Give a count of the lines below that have the string "shop" in them, with no other words.

::: Material provided :::

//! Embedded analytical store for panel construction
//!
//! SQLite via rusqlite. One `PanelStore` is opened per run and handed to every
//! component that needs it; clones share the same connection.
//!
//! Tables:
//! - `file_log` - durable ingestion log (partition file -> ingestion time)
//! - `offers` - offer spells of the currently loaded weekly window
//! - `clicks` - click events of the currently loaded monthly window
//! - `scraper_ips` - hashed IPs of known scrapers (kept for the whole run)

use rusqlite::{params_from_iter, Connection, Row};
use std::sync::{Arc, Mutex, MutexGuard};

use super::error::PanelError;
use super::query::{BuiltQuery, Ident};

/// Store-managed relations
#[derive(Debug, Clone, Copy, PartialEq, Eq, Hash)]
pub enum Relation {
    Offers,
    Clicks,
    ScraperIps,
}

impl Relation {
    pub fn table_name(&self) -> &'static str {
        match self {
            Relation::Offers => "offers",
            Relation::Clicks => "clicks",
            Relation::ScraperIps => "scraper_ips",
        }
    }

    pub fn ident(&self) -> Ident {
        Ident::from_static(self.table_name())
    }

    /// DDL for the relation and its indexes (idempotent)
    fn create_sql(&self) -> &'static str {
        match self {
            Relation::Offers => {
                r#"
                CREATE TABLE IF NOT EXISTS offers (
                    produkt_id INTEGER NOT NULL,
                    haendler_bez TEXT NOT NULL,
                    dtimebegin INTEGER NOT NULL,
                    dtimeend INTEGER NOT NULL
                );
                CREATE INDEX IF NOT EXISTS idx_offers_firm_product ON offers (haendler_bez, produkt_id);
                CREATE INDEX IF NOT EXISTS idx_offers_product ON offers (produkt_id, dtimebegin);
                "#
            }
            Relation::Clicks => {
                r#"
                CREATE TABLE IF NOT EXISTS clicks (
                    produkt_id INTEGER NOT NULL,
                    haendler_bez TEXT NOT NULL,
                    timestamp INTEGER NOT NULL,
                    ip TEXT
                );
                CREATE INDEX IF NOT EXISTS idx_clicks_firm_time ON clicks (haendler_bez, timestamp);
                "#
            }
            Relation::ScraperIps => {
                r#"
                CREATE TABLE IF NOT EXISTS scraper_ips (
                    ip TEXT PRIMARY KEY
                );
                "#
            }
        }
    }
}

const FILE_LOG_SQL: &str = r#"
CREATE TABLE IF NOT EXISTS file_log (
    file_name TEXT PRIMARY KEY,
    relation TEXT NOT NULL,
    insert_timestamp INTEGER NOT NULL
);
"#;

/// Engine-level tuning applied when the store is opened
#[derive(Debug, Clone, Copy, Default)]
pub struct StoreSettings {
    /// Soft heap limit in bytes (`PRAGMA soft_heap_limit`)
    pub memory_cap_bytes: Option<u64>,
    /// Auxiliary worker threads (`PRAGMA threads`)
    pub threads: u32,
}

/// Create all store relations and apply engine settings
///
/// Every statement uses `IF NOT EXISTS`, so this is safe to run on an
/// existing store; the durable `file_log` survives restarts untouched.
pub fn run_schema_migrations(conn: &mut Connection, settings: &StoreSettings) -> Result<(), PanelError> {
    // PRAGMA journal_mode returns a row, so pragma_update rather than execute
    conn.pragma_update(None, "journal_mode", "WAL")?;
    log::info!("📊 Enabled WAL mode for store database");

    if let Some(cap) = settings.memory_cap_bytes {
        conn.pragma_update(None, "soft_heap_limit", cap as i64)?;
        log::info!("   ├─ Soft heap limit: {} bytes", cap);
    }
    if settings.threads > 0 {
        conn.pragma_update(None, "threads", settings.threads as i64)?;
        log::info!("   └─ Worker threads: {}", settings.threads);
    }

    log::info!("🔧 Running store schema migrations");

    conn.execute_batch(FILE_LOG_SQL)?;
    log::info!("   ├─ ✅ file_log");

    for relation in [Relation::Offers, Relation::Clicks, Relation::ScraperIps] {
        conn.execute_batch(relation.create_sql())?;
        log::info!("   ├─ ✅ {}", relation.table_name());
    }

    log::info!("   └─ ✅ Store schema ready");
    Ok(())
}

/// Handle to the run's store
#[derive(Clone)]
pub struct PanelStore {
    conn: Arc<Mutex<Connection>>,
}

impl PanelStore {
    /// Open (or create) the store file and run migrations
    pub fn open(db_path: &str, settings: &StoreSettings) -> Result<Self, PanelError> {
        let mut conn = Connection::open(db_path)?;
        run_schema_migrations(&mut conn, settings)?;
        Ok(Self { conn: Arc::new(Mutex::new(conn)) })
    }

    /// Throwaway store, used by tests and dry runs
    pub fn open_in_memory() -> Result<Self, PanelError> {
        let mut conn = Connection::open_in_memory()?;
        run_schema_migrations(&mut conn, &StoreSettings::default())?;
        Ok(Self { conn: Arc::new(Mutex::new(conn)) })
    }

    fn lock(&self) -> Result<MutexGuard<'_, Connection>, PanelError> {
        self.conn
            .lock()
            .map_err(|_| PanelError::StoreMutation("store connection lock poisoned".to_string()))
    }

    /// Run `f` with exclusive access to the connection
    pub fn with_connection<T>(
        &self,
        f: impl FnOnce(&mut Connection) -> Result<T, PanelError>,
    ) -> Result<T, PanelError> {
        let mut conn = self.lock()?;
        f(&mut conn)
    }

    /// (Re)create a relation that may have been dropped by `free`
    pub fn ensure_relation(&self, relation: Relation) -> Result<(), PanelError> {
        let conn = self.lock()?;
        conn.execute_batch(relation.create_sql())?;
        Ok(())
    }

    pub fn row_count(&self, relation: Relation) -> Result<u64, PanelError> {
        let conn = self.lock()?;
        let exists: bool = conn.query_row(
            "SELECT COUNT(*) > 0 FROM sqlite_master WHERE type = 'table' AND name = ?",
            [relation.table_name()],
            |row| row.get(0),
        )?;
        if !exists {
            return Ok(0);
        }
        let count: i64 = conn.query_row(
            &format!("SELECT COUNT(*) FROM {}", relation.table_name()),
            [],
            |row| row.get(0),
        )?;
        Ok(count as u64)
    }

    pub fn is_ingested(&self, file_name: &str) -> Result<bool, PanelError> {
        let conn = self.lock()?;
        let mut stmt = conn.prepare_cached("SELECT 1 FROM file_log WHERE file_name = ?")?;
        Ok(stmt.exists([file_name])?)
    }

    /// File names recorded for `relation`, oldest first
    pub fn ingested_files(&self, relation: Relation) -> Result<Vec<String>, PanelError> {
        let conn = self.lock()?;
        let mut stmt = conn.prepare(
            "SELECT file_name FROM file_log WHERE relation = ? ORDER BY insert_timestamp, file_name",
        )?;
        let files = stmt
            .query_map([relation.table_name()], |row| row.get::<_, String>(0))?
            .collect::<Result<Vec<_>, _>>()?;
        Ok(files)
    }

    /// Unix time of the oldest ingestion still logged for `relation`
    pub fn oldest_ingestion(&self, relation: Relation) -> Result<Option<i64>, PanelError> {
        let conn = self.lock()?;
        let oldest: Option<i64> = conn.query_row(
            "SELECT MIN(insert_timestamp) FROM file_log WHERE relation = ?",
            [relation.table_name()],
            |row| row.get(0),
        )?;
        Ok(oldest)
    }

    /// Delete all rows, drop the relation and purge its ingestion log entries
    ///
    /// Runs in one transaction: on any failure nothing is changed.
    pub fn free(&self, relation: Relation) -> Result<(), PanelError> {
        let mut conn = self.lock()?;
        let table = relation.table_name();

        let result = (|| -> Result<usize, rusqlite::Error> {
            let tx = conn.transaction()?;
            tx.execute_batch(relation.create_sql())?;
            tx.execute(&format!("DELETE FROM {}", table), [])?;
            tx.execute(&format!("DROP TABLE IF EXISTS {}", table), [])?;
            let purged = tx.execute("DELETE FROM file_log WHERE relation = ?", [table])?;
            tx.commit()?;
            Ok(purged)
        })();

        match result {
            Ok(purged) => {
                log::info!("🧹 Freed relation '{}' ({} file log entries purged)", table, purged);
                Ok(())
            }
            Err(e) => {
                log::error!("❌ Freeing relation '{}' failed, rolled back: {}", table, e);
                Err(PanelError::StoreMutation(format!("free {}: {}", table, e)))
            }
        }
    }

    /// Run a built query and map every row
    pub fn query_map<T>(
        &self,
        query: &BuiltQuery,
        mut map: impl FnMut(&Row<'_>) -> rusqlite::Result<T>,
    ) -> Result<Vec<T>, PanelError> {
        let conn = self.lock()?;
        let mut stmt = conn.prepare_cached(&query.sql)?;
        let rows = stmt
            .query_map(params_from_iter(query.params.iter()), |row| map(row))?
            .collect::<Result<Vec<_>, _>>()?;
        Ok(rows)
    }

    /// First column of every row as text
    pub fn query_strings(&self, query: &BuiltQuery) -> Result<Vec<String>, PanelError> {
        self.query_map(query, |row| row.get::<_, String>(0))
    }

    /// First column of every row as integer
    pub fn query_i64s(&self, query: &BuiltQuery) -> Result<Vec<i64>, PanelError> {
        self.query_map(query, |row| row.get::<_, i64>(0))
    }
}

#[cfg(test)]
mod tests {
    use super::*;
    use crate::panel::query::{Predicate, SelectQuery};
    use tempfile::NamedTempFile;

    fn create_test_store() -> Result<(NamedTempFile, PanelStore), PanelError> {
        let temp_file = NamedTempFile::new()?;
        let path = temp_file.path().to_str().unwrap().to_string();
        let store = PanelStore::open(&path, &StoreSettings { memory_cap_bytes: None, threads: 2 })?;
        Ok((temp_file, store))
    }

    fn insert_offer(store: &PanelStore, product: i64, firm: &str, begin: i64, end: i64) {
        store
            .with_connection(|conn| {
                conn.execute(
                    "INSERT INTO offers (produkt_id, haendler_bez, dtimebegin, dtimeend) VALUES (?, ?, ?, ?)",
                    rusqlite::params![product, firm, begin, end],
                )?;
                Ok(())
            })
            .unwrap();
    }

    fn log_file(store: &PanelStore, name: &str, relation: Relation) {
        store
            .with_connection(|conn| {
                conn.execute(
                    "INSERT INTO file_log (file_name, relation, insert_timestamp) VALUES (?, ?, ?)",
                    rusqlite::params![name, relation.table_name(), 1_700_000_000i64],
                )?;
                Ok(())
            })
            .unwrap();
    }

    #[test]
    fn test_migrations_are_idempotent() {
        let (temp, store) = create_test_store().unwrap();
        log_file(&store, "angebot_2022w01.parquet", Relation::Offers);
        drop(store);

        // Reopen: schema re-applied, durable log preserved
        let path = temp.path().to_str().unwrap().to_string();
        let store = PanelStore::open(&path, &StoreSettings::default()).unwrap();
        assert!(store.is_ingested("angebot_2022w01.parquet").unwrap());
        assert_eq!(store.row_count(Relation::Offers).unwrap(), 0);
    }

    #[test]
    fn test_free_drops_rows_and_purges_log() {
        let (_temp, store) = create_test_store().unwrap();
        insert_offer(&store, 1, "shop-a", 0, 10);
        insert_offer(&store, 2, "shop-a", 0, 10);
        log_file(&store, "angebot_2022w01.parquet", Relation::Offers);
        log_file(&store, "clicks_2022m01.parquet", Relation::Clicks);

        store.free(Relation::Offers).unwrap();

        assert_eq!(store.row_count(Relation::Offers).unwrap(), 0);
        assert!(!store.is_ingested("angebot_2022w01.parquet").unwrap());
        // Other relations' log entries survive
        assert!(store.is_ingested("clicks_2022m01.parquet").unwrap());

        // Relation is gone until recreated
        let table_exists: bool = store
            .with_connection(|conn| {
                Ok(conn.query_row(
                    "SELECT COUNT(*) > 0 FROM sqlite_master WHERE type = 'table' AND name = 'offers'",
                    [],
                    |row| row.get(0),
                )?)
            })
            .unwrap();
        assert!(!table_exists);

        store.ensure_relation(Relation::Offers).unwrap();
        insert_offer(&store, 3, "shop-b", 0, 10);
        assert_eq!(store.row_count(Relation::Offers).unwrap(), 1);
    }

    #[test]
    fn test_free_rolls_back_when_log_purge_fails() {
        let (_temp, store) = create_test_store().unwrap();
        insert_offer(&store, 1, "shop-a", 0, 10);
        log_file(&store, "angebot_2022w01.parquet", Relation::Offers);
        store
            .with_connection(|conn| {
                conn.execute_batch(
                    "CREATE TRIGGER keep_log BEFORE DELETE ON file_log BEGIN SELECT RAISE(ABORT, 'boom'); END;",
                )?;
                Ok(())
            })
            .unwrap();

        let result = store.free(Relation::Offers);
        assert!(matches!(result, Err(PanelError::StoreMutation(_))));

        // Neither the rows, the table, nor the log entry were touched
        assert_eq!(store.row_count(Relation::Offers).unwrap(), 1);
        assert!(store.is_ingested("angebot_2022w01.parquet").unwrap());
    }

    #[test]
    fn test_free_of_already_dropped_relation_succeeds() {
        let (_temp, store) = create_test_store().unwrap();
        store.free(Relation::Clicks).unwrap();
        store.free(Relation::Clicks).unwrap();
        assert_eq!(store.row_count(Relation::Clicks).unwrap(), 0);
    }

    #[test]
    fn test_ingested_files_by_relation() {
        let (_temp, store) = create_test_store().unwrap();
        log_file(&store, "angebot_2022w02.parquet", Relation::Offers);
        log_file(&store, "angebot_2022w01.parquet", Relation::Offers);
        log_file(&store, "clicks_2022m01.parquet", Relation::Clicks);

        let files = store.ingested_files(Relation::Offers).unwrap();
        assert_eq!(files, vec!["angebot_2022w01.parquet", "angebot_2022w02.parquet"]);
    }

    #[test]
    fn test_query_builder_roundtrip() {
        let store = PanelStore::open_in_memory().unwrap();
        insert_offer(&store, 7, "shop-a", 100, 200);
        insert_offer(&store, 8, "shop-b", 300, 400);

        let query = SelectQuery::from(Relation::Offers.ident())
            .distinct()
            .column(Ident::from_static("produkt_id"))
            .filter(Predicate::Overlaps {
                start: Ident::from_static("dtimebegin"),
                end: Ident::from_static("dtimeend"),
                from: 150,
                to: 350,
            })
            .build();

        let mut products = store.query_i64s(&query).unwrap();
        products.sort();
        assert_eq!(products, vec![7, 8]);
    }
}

:::
::: Material provided :::

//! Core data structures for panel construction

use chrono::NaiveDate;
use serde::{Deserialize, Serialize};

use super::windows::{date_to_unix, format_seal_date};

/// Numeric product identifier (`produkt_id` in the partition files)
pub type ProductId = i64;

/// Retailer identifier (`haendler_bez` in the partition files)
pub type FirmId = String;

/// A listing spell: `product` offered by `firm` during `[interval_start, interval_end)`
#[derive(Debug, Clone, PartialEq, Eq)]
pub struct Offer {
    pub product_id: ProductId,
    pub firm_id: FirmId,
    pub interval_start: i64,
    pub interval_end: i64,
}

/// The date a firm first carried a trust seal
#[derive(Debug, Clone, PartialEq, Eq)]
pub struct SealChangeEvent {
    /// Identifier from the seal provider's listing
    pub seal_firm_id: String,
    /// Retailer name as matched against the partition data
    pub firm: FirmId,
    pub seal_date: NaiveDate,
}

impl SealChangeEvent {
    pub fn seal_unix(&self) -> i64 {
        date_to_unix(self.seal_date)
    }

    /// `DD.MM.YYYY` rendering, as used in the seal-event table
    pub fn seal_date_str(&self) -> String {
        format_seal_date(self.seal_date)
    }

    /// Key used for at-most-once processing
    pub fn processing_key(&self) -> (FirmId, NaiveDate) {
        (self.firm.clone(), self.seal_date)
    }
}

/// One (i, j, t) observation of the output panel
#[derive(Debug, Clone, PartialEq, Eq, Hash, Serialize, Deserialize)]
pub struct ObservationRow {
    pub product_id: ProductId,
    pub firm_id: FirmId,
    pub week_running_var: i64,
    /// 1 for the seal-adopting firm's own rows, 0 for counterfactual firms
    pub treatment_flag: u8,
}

:::
::: Material provided :::

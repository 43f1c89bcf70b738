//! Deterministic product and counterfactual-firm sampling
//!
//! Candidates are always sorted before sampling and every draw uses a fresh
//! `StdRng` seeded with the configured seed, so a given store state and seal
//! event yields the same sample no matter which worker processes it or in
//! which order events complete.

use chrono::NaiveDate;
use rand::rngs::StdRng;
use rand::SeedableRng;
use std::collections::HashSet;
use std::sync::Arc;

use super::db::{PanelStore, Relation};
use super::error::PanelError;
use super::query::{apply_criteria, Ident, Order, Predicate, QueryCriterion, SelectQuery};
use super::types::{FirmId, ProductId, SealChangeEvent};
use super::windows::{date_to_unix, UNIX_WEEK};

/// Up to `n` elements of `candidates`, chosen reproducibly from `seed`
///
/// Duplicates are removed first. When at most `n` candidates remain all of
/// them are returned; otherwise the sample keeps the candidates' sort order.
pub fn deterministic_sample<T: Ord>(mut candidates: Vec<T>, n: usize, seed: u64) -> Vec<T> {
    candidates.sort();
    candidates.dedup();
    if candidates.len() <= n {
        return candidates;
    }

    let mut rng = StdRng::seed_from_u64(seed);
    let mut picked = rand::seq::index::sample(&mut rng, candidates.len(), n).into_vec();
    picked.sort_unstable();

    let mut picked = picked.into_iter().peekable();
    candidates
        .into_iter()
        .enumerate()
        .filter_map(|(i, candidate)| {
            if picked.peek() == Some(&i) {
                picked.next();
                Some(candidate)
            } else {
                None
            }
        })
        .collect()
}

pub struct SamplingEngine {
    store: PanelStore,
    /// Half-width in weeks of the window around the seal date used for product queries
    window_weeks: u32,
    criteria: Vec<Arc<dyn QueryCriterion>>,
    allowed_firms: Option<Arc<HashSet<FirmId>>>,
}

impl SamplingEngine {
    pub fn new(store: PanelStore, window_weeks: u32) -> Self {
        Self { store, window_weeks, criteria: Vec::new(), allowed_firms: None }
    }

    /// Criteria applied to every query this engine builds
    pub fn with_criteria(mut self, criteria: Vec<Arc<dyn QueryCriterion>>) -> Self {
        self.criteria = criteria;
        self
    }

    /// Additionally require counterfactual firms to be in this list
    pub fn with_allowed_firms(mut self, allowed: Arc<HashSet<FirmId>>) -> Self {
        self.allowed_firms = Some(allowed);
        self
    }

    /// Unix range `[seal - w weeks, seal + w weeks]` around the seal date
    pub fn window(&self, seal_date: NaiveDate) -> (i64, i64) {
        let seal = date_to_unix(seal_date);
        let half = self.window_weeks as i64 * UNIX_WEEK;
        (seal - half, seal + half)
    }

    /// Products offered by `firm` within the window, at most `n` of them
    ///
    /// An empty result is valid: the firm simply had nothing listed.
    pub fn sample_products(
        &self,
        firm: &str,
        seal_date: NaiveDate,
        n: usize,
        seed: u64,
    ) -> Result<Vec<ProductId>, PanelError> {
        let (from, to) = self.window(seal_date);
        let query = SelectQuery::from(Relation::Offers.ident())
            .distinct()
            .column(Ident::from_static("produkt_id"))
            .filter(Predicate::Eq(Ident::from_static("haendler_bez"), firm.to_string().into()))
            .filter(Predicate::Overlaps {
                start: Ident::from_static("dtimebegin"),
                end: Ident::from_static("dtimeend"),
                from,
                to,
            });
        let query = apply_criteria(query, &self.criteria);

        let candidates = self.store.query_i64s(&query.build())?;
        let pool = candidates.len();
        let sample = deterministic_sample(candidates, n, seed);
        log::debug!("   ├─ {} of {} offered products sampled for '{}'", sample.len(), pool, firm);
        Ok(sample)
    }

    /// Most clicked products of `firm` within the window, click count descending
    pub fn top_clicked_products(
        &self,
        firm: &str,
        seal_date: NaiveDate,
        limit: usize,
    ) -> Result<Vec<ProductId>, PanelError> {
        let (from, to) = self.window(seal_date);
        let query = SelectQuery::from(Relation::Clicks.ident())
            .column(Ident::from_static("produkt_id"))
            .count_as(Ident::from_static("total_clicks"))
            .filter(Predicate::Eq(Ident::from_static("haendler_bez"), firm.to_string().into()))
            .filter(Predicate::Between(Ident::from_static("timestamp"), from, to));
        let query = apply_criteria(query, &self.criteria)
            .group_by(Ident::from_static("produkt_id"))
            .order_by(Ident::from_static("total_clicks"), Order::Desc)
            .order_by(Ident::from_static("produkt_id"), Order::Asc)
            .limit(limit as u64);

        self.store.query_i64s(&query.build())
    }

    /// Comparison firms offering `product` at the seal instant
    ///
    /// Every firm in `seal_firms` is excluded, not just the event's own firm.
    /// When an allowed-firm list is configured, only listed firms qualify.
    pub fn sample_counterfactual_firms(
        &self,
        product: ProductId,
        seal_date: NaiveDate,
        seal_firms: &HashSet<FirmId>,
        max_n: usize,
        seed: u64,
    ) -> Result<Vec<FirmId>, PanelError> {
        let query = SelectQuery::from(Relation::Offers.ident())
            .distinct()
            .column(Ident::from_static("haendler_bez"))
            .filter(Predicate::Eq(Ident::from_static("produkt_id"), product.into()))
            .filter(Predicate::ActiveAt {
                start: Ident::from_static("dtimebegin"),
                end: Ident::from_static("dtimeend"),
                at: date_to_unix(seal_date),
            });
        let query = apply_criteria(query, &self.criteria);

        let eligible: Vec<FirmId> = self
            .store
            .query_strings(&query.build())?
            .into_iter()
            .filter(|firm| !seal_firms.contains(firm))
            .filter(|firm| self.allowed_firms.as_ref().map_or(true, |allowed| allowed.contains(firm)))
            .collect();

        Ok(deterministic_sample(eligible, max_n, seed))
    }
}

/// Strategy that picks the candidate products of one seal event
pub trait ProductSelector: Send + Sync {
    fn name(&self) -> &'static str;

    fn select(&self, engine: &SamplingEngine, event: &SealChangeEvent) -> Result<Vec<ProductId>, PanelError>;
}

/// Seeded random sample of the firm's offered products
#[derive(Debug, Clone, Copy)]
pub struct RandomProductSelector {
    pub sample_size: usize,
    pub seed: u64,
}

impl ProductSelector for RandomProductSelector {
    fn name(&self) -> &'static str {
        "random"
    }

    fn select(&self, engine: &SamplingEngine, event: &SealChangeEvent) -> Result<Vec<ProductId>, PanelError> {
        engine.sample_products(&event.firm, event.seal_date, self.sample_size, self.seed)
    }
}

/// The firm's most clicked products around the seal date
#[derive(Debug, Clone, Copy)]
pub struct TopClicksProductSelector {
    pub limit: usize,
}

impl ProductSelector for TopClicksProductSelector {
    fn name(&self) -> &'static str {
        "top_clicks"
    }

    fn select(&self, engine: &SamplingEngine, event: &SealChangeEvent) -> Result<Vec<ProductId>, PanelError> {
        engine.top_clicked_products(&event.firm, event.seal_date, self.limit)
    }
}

:::

• _Written solution_: 6